Which lines below contain "facets"? Copy every one of them.

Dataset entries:
*****
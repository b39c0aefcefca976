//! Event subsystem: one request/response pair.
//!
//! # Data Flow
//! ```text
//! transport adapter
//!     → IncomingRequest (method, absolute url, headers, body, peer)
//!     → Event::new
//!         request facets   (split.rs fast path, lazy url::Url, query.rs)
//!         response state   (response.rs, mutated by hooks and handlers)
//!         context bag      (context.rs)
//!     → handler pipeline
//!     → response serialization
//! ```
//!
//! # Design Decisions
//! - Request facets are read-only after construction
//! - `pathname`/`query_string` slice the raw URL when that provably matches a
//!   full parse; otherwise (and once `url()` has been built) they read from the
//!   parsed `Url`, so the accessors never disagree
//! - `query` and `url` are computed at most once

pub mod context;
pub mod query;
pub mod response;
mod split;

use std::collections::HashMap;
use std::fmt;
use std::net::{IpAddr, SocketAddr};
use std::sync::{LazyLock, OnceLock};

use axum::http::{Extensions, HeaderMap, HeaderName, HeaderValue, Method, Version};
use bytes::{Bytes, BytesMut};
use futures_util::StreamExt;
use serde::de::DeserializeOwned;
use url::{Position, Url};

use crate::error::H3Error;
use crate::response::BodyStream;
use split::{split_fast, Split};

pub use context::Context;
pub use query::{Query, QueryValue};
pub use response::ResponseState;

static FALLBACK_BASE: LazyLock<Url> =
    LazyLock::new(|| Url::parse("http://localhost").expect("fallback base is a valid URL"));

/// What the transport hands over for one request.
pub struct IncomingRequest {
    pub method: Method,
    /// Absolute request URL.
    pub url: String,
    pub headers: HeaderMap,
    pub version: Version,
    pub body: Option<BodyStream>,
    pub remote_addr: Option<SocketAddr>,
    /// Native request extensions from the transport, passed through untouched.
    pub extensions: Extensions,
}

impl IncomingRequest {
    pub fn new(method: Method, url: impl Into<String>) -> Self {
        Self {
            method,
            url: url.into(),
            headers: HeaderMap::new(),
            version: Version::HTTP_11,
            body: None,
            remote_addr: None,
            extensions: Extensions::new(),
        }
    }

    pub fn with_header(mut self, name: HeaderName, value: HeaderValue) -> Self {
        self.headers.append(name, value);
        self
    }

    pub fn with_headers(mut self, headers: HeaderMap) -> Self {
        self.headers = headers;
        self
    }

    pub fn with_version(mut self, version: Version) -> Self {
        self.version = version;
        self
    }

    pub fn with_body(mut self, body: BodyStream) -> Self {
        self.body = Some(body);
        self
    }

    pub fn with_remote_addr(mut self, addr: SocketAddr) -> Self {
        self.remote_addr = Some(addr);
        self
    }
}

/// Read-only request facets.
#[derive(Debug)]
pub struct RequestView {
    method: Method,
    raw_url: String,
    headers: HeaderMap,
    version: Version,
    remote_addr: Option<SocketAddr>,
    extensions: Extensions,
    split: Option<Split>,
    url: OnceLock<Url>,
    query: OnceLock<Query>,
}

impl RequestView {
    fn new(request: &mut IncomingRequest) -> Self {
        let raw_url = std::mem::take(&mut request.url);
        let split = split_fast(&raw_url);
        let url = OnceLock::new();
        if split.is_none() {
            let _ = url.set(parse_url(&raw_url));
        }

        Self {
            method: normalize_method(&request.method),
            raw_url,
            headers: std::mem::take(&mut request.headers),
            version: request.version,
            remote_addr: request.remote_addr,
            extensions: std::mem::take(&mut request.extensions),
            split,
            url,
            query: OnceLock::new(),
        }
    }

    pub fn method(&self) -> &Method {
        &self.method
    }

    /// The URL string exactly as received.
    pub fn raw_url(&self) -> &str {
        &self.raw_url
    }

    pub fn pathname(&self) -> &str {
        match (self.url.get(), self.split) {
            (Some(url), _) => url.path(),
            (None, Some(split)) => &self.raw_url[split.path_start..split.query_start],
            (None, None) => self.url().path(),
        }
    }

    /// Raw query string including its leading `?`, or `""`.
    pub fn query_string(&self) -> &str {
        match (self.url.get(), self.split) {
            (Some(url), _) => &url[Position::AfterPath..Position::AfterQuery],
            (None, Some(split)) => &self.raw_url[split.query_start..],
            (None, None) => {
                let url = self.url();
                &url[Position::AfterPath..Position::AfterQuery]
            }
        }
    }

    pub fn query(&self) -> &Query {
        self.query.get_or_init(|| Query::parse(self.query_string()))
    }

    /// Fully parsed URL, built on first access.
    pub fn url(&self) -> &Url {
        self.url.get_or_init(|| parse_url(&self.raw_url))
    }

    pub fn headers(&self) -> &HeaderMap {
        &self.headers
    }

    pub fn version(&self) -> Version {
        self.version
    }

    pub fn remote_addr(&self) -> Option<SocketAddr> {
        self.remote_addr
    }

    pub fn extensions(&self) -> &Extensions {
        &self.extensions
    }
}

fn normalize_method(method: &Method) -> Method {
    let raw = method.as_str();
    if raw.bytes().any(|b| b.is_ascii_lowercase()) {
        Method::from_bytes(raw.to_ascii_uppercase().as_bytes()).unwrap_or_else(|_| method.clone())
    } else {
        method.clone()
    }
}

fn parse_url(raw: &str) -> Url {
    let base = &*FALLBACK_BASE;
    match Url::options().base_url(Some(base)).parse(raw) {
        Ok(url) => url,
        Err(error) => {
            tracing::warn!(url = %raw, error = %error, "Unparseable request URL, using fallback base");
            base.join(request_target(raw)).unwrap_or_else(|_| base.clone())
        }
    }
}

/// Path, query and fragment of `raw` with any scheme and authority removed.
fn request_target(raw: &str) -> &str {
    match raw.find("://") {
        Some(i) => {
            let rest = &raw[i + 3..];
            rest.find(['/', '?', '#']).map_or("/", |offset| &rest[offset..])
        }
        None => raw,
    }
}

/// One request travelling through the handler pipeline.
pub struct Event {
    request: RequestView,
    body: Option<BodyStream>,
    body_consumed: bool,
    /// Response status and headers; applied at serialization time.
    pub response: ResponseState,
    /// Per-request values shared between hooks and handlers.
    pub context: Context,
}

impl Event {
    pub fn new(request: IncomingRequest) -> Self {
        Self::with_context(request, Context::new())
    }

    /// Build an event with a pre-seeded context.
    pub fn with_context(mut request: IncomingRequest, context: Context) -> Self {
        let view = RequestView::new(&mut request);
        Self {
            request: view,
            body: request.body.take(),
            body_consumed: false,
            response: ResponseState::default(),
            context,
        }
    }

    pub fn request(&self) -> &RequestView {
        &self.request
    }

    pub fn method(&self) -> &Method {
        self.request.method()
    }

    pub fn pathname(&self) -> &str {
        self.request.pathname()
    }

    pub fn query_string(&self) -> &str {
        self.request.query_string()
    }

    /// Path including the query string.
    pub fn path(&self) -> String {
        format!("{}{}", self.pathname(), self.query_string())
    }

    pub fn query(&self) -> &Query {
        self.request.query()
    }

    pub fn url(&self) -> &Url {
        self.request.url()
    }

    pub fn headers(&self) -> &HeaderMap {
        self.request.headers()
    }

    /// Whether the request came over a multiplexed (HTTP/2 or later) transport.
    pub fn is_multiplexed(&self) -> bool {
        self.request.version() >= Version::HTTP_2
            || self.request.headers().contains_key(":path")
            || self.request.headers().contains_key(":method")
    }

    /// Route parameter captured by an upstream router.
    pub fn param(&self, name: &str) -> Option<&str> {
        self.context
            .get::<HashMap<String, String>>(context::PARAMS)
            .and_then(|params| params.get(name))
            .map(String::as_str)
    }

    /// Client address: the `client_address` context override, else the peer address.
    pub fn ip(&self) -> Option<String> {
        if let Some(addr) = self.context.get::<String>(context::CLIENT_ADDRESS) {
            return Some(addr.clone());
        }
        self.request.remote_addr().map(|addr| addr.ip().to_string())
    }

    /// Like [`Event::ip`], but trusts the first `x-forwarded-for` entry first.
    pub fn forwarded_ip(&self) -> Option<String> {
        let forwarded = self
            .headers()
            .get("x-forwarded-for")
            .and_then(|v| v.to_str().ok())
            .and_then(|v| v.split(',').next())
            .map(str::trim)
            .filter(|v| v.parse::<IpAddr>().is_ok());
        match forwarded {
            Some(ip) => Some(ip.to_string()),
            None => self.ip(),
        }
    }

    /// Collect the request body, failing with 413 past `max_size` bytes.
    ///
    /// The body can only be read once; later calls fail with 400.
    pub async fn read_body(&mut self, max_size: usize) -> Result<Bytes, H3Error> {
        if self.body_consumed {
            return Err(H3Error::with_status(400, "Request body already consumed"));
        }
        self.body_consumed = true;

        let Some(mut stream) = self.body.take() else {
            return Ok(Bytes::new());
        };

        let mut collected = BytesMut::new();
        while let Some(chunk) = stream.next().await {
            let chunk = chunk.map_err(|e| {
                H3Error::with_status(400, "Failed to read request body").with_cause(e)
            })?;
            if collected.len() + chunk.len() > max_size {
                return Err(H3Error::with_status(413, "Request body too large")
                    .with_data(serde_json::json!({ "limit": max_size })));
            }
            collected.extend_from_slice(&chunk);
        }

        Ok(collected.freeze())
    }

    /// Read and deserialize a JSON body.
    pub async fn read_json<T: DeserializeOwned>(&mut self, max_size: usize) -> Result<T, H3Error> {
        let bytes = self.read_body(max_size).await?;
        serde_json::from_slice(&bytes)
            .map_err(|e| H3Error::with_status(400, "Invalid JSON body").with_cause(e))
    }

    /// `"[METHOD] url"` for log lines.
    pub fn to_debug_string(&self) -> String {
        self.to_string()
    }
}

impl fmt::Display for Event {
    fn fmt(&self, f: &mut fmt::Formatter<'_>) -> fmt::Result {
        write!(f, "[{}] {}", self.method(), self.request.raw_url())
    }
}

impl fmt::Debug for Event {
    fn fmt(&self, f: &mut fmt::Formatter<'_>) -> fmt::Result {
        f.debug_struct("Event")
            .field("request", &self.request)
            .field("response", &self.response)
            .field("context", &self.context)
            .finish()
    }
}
*****
* **REPLY**:
//!         request facets   (split.rs fast path, lazy url::Url, query.rs)
//! - Request facets are read-only after construction
/// Read-only request facets.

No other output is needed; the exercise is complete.